Zantra

Top of the crops

An independently-owned agricultural merchant, Zantra supports individual farmers, independent agronomists and buying groups across the UK by leading the way in technical agronomy advice and services

Murray and Elisabeth Mackay share much in common, one thing being that they each come from fourth generation farming families, and their respective upbringings no doubt played a role in influencing the pair in establishing Zantra in 2003. A farmer-owned, farmer-led and farmer-focused agrochemical supply business, it is today one of the UK’s largest agricultural merchants, headquartered at Garden Farm, Great Staughton, Cambridgeshire.

Driven by its goal to be the benchmark for technical agronomy advice and service, Zantra supports farmers, independent agronomists and buying groups, working in partnership with each customer to maximise the return on their investment by providing an individually tailored, high level of service. As well as offering effective crop protection solutions for combinable, vegetable, potato and root crop protection – based on industry leading agronomic advice – the company also supplies an extensive range of crop protection products, crop nutrients, fertilisers and seeds from leading manufacturers. Among the range of products it supplies are fungicides, herbicides, insecticides, plant growth regulators, molluscicides, nematicides and micronutrients.

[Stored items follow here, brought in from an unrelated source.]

use crate::build::BuildContext;
use crate::generator::Generator;
use crate::properties::{class_name_from, generator_data, machine_name_validator, root_component_name};
use hookwright_core::util::readable_name;
use hookwright_data::{DataItem, PropertyDefinition};
use hookwright_render::{Annotation, AnnotationValue, ClassMember, ClassMetadata, Docblock, PhpClass};
use hookwright_types::Result;
use indexmap::IndexMap;
use serde_json::{json, Map, Value};

const ANNOTATION_CLASS: &str = "Drupal\\Core\\Config\\Entity\\Annotation\\ConfigEntityType";
const ATTRIBUTE_CLASS: &str = "Drupal\\Core\\Entity\\Attribute\\ConfigEntityType";

/// A config entity type: the entity class plus its config schema.
#[derive(Debug)]
pub struct ConfigEntityType {
    data: DataItem,
}

impl ConfigEntityType {
    /// Properties.
    pub fn properties() -> Vec<PropertyDefinition> {
        vec![
            root_component_name(),
            PropertyDefinition::string("entity_type_id")
                .label("Entity type ID")
                .required()
                .validator(machine_name_validator),
            class_name_from("entity_type_id").computed(),
            PropertyDefinition::string("label")
                .default_fn(|ctx| Ok(json!(readable_name(&ctx.get_str("entity_type_id")?)))),
            PropertyDefinition::complex("entity_properties")
                .label("Entity properties")
                .multiple()
                .property(
                    PropertyDefinition::string("name")
                        .required()
                        .validator(machine_name_validator),
                )
                .property(
                    PropertyDefinition::string("type")
                        .options([
                            ("string", "String"),
                            ("label", "Translatable label"),
                            ("text", "Text"),
                            ("boolean", "Boolean"),
                            ("integer", "Integer"),
                            ("uuid", "UUID"),
                        ])
                        .default_value(json!("string")),
                )
                .property(
                    PropertyDefinition::string("label")
                        .default_fn(|ctx| Ok(json!(readable_name(&ctx.get_str("name")?)))),
                ),
        ]
    }

    /// Factory.
    pub fn create(data: DataItem) -> Box<dyn Generator> {
        Box::new(Self { data })
    }

    /// `(name, type, label)` of every stored property, including id and label.
    fn stored_properties(&self) -> Vec<(String, String, String)> {
        let mut properties = vec![
            ("id".to_string(), "string".to_string(), "ID".to_string()),
            ("label".to_string(), "label".to_string(), "Label".to_string()),
        ];
        if let Some(list) = self.data.get("entity_properties") {
            for entry in list.items() {
                properties.push((entry.string_of("name"), entry.string_of("type"), entry.string_of("label")));
            }
        }
        properties
    }

    fn definition(&self, class_short: String, root: &str) -> Annotation {
        let id = self.data.string_of("entity_type_id");
        let mut keys = IndexMap::new();
        keys.insert("id".to_string(), AnnotationValue::Str("id".into()));
        keys.insert("label".to_string(), AnnotationValue::Str("label".into()));

        Annotation::new(class_short)
            .value("id", id.clone())
            .value("label", AnnotationValue::Translation(self.data.string_of("label")))
            .value("config_prefix", id)
            .value("entity_keys", AnnotationValue::Map(keys))
            .value(
                "config_export",
                AnnotationValue::List(
                    self.stored_properties()
                        .into_iter()
                        .map(|(name, _, _)| AnnotationValue::Str(name))
                        .collect(),
                ),
            )
            .value("provider", root.to_string())
    }
}

impl Generator for ConfigEntityType {
    generator_data!("config_entity_type");

    fn discriminator(&self) -> Option<String> {
        Some(self.data.string_of("entity_type_id"))
    }

    fn contribute(&self, ctx: &mut BuildContext<'_>) -> Result<()> {
        let root = ctx.root_name()?;
        let width = ctx.config().docblock_width;
        let class_name = self.data.string_of("class_name");
        let label = self.data.string_of("label");

        let mut class = PhpClass::new(format!("Drupal\\{}\\Entity", root), class_name.clone());
        class.docblock = Docblock::new(format!("Defines the {} entity type.", label)).width(width);
        class.extends = Some(class.import("Drupal\\Core\\Config\\Entity\\ConfigEntityBase"));

        if ctx.config().core_version.uses_attributes() {
            let short = class.import(ATTRIBUTE_CLASS);
            class.import("Drupal\\Core\\StringTranslation\\TranslatableMarkup");
            class.metadata = Some(ClassMetadata::Attribute(self.definition(short, &root)));
        } else {
            let short = hookwright_render::short_class_name(ANNOTATION_CLASS).to_string();
            class.metadata = Some(ClassMetadata::Annotation(self.definition(short, &root)));
        }

        let mut mapping = Map::new();
        for (name, property_type, property_label) in self.stored_properties() {
            let php_type = match property_type.as_str() {
                "boolean" => "bool",
                "integer" => "int",
                _ => "string",
            };
            class.add_member(ClassMember::property(
                name.clone(),
                Docblock::new(format!("The {} {}.", label, property_label.to_lowercase()))
                    .width(width)
                    .tag("var", php_type),
                &format!("protected ${}", name),
            ));
            mapping.insert(name, json!({ "type": property_type, "label": property_label }));
        }

        ctx.declare_class(&format!("src/Entity/{}.php", class_name), class)?;

        let schema_key = format!("{}.{}.*", root, self.data.string_of("entity_type_id"));
        let schema = json!({
            schema_key: {
                "type": "config_entity",
                "label": format!("{} config", label),
                "mapping": Value::Object(mapping),
            }
        });
        ctx.yaml(&format!("config/schema/{}.schema.yml", root), None, Some(0), schema)
    }
}

#[cfg(test)]
mod tests {
    use super::*;
    use crate::build::ComponentScope;
    use crate::metadata::StaticMetadata;
    use hookwright_render::PhpScanner;
    use hookwright_types::{ComponentId, GeneratorConfig};
    use std::sync::Arc;

    fn entity(data: Value) -> Box<dyn Generator> {
        let def = PropertyDefinition::root("config_entity_type", ConfigEntityType::properties());
        let mut item = DataItem::new(Arc::new(def));
        item.set(data).unwrap();
        item.apply_defaults().unwrap();
        ConfigEntityType::create(item)
    }

    #[test]
    fn test_schema_blocks_are_separated() {
        let metadata = StaticMetadata::builtin().unwrap();
        let config = GeneratorConfig::default();
        let scanner = PhpScanner::new().unwrap();
        let mut ctx = BuildContext::new(&config, &metadata, &scanner);

        for id in ["alpha", "beta"] {
            ctx.enter(ComponentScope {
                id: ComponentId::new("config_entity_type", "test_module", Some(id)),
                base_path: String::new(),
                root_name: "test_module".to_string(),
                root_label: "Test module".to_string(),
            });
            entity(json!({"entity_type_id": id, "entity_properties": [{"name": "weight", "type": "integer"}]}))
                .contribute(&mut ctx)
                .unwrap();
        }

        let artifacts = ctx.into_artifacts();
        let schema = artifacts["config/schema/test_module.schema.yml"].render(&config);
        assert!(schema.starts_with("'test_module.alpha.*':\n  type: config_entity\n  label: 'Alpha config'\n  mapping:\n"));
        assert!(schema.contains("    weight:\n      type: integer\n      label: Weight\n\n'test_module.beta.*':\n"));
        assert_eq!(schema.matches("\n\n").count(), 1);

        let class = artifacts["src/Entity/Alpha.php"].render(&config);
        assert!(class.contains("#[ConfigEntityType(\n  id: 'alpha',\n  label: new TranslatableMarkup('Alpha'),\n"));
        assert!(class.contains("  config_export: [\n    'id',\n    'label',\n    'weight',\n  ],\n"));
        assert!(class.contains("   * @var int\n   */\n  protected $weight;"));
    }
}
#[cfg(test)]
mod tests {
    use super::*;
    use hookwright_data::PropertyDefinition;
    use hookwright_generators::{GeneratorRegistry, StaticMetadata};
    use std::sync::Arc;

    /// A component named by `name` that requires `next` of type `next_type`.
    #[derive(Debug)]
    struct Link {
        data: DataItem,
        component_type: &'static str,
        next: Option<&'static str>,
        merge_tag: Option<String>,
    }

    impl Generator for Link {
        fn component_type(&self) -> &str {
            self.component_type
        }
        fn data(&self) -> &DataItem {
            &self.data
        }
        fn data_mut(&mut self) -> &mut DataItem {
            &mut self.data
        }
        fn discriminator(&self) -> Option<String> {
            self.data.str_of("name").map(str::to_string)
        }
        fn required_components(&self, _ctx: &RequirementContext<'_>) -> Result<IndexMap<String, Requirement>> {
            let mut requirements = IndexMap::new();
            if let Some(next) = self.next {
                requirements.insert(
                    "next".to_string(),
                    Requirement::each_record(next, json!([{"name": "one", "tags": ["a"]}, {"name": "two"}])),
                );
            }
            Ok(requirements)
        }
        fn merge_tag(&self) -> Option<String> {
            self.merge_tag.clone()
        }
        fn is_root_component(&self) -> bool {
            self.component_type == "top"
        }
    }

    fn schema() -> Vec<PropertyDefinition> {
        vec![
            PropertyDefinition::string("root_name"),
            PropertyDefinition::string("root_component_name").acquired(),
            PropertyDefinition::string("name"),
            PropertyDefinition::array("tags"),
            PropertyDefinition::string("label").default_fn(|ctx| {
                Ok(json!(format!("{} in {}", ctx.get_str("name")?, ctx.get_str("root_component_name")?)))
            }),
        ]
    }

    fn link(data: DataItem, component_type: &'static str, next: Option<&'static str>) -> Box<dyn Generator> {
        Box::new(Link {
            data,
            component_type,
            next,
            merge_tag: Some(component_type.to_string()),
        })
    }

    fn top(data: DataItem) -> Box<dyn Generator> {
        link(data, "top", Some("middle"))
    }
    fn middle(data: DataItem) -> Box<dyn Generator> {
        link(data, "middle", Some("bottom"))
    }
    fn bottom(data: DataItem) -> Box<dyn Generator> {
        link(data, "bottom", Some("leaf"))
    }
    fn leaf(data: DataItem) -> Box<dyn Generator> {
        link(data, "leaf", None)
    }
    fn lone(data: DataItem) -> Box<dyn Generator> {
        link(data, "lone", None)
    }

    /// Requires one leaf per tag.
    #[derive(Debug)]
    struct Fan {
        data: DataItem,
    }

    impl Generator for Fan {
        fn component_type(&self) -> &str {
            "fan"
        }
        fn data(&self) -> &DataItem {
            &self.data
        }
        fn data_mut(&mut self) -> &mut DataItem {
            &mut self.data
        }
        fn discriminator(&self) -> Option<String> {
            self.data.str_of("name").map(str::to_string)
        }
        fn required_components(&self, _ctx: &RequirementContext<'_>) -> Result<IndexMap<String, Requirement>> {
            let mut requirements = IndexMap::new();
            requirements.insert(
                "tags".to_string(),
                Requirement::each_scalar("leaf", "name", self.data.value_of("tags")),
            );
            Ok(requirements)
        }
        fn merge_tag(&self) -> Option<String> {
            Some("fan".to_string())
        }
    }

    fn fan(data: DataItem) -> Box<dyn Generator> {
        Box::new(Fan { data })
    }

    /// Requests the same fan twice with different tags.
    #[derive(Debug)]
    struct Pair {
        data: DataItem,
    }

    impl Generator for Pair {
        fn component_type(&self) -> &str {
            "pair"
        }
        fn data(&self) -> &DataItem {
            &self.data
        }
        fn data_mut(&mut self) -> &mut DataItem {
            &mut self.data
        }
        fn required_components(&self, _ctx: &RequirementContext<'_>) -> Result<IndexMap<String, Requirement>> {
            let mut requirements = IndexMap::new();
            requirements.insert(
                "first".to_string(),
                Requirement::single("fan", json!({"name": "hub", "tags": ["a"]})),
            );
            requirements.insert(
                "second".to_string(),
                Requirement::single("fan", json!({"name": "hub", "tags": ["b"]})),
            );
            Ok(requirements)
        }
        fn is_root_component(&self) -> bool {
            true
        }
    }

    fn pair(data: DataItem) -> Box<dyn Generator> {
        Box::new(Pair { data })
    }

    fn registry() -> GeneratorRegistry {
        let mut registry = GeneratorRegistry::new();
        for (name, factory, root) in [
            ("top", top as fn(DataItem) -> Box<dyn Generator>, true),
            ("middle", middle, false),
            ("bottom", bottom, false),
            ("leaf", leaf, false),
            ("lone", lone, true),
            ("fan", fan, false),
            ("pair", pair, true),
        ] {
            registry.register(ComponentType {
                name,
                description: "",
                schema,
                factory,
                root,
            });
        }
        registry
    }

    #[test]
    fn test_root_without_requirements() {
        let gatherer = Gatherer::new(Arc::new(registry()));
        let metadata = StaticMetadata::default();
        let config = GeneratorConfig::default();
        let collection = Collector::new(&gatherer, &metadata, &config)
            .collect("lone", json!({"root_name": "solo"}))
            .unwrap();
        assert_eq!(collection.len(), 1);
        assert_eq!(collection.root_id().unwrap().as_str(), "lone:solo");
    }

    #[test]
    fn test_transitive_closure_three_levels_deep() {
        let gatherer = Gatherer::new(Arc::new(registry()));
        let metadata = StaticMetadata::default();
        let config = GeneratorConfig::default();
        let collection = Collector::new(&gatherer, &metadata, &config)
            .collect("top", json!({"root_name": "test_module"}))
            .unwrap();

        // Each of "one" and "two" is requested twice per level below the
        // first, and collapses to one component per type.
        let ids: Vec<&str> = collection.ids().map(ComponentId::as_str).collect();
        assert_eq!(
            ids,
            vec![
                "top:test_module",
                "middle:test_module:one",
                "middle:test_module:two",
                "bottom:test_module:one",
                "bottom:test_module:two",
                "leaf:test_module:one",
                "leaf:test_module:two",
            ]
        );

        let leaf = collection.get(&ComponentId::from("leaf:test_module:one")).unwrap();
        assert_eq!(leaf.data().str_of("root_component_name"), Some("test_module"));
        assert_eq!(leaf.data().str_of("label"), Some("one in test_module"));
        assert_eq!(
            collection.request_path(&ComponentId::from("leaf:test_module:one")).unwrap(),
            "top/next/0/next/0/next/0"
        );
    }

    #[test]
    fn test_merged_request_resolves_new_requirements() {
        let gatherer = Gatherer::new(Arc::new(registry()));
        let metadata = StaticMetadata::default();
        let config = GeneratorConfig::default();
        let collection = Collector::new(&gatherer, &metadata, &config)
            .collect("pair", json!({"root_name": "test_module"}))
            .unwrap();

        let ids: Vec<&str> = collection.ids().map(ComponentId::as_str).collect();
        assert_eq!(
            ids,
            vec![
                "pair:test_module",
                "fan:test_module:hub",
                "leaf:test_module:a",
                "leaf:test_module:b",
            ]
        );
        let hub = collection.get(&ComponentId::from("fan:test_module:hub")).unwrap();
        assert_eq!(hub.data().strings_of("tags"), vec!["a", "b"]);
    }

    #[test]
    fn test_non_root_type_cannot_be_requested_alone() {
        let gatherer = Gatherer::new(Arc::new(registry()));
        let metadata = StaticMetadata::default();
        let config = GeneratorConfig::default();
        let err = Collector::new(&gatherer, &metadata, &config)
            .collect("leaf", json!({"name": "x"}))
            .unwrap_err();
        assert!(err.is_user_error());
    }

    #[test]
    fn test_invalid_request_is_input_error() {
        let gatherer = Gatherer::new(Arc::new(registry()));
        let metadata = StaticMetadata::default();
        let config = GeneratorConfig::default();
        let err = Collector::new(&gatherer, &metadata, &config)
            .collect("lone", json!({"root_name": "solo", "bogus": true}))
            .unwrap_err();
        match err {
            GenerationError::Input(input) => assert_eq!(input.path, "lone"),
            other => panic!("unexpected error: {}", other),
        }
    }
}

As well as having the right products to hand, Zantra understands that effective crop production also requires the right advice and support in order to ensure high yields and productivity. Therefore, the company strives to provide a personal, professional and reliable advice and supply service that delivers the products its customers need, when they need them. It achieves this through a network of strategically located BASIS approved depots in areas including, Cambridge, Doncaster, Faversham, Winchester, and Telford. Each site holds the stock Zantra’s customers require, which is topped up overnight during peak periods, and is run by qualified store managers and drivers.

Zantra’s farm supply business has no doubt been strengthened in recent years by its recruitment of a growing number of experienced agronomists. This has enabled it to provide ever-improving, individually tailored agronomy support where it is requested. Among other things, its agronomists provide crop protection solutions that focus on clear, practical approaches that improve yield, quality and profitability. This includes regular, planned, crop inspections, and cultural, varietal, nutritional and protection advice with due respect paid to the environment.

Invaluable data
The company’s supply and advice service benefits greatly from the support of its own independent trials, which take place at key locations in the UK’s main arable regions. The work that occurs during said trials aims to address all manner of key issues, such as weed, disease and pest resistance. It also helps to generate invaluable technical data to back Zantra’s agronomist’s understanding of product performance as they strive to bring the maximum return to customers’ crop production investment.

Work that is regularly undertaken during Zantra’s trials include nutrient development in a broad range of crops, helping it to identify new approaches that it can share with its customers. Meanwhile, the company works closely with plant breeders, testing new material at an early stage under strict crop protection programmes and fertiliser regimes that push varieties to extremes.

An example of Zantra’s efforts in trialling different crop varieties would be its recent work with triticale. A cross between wheat and rye – it combines wheat grain qualities with rye’s lower input requirements and hardiness – around 16,000ha of triticale is grown in the UK annually, with both winter and spring varieties available. Triticale is a crop that can be grown for both feed grain and wholecrop, opening up a place for it to exist in the energy markets, while also being suitable for feeding to both ruminants and non-ruminants. Testing over a six-year period has shown it to outyield first wheats by three per cent and second wheats by eight per cent, while its high levels of lysine, methionine and threonine make it especially suitable for feeding to pigs. In the field, its high yields, resistance to septoria, take-all tolerance and fewer pest problems are all useful, while the crop’s competitiveness against black-grass and lower nitrogen requirement than other cereals are further advantages.

New approaches
In the East Midlands, Zantra agronomist Charles Starkings has had triticale growing on five farms for several years, and has found it to be a popular low input crop choice, with very good yields achieved to date – reaching as high as 13 t/ha on one farm – and management proving to be straightforward. “It’s being grown for grain and it typically sells at a £10 discount to wheat,” Charles explains. “It’s either being used as a more profitable alternative to second wheat or where growers don’t want winter barley in the rotation. A few more herbicide options exist than are available in barley and a very competitive growth habit make triticale good for black-grass situations. I also believe it has a role in helping to smother grass weeds and limit seed return. Triticale is cheaper to grow, in terms of fungicides and nitrogen, but it does need attention with growth regulators as it can grow very tall and will put on a great deal of biomass quickly.”

When it comes to all of its work, Zantra is always keen to showcase its trial efforts, regularly hosting summer meetings at its various sites where it welcomes visitors to see how it is investigating and developing new agronomic approaches across a wide range of crops. After all, it is such work that goes to the very heart of the company’s ability to deliver trusted crop protection products and advice of the highest order.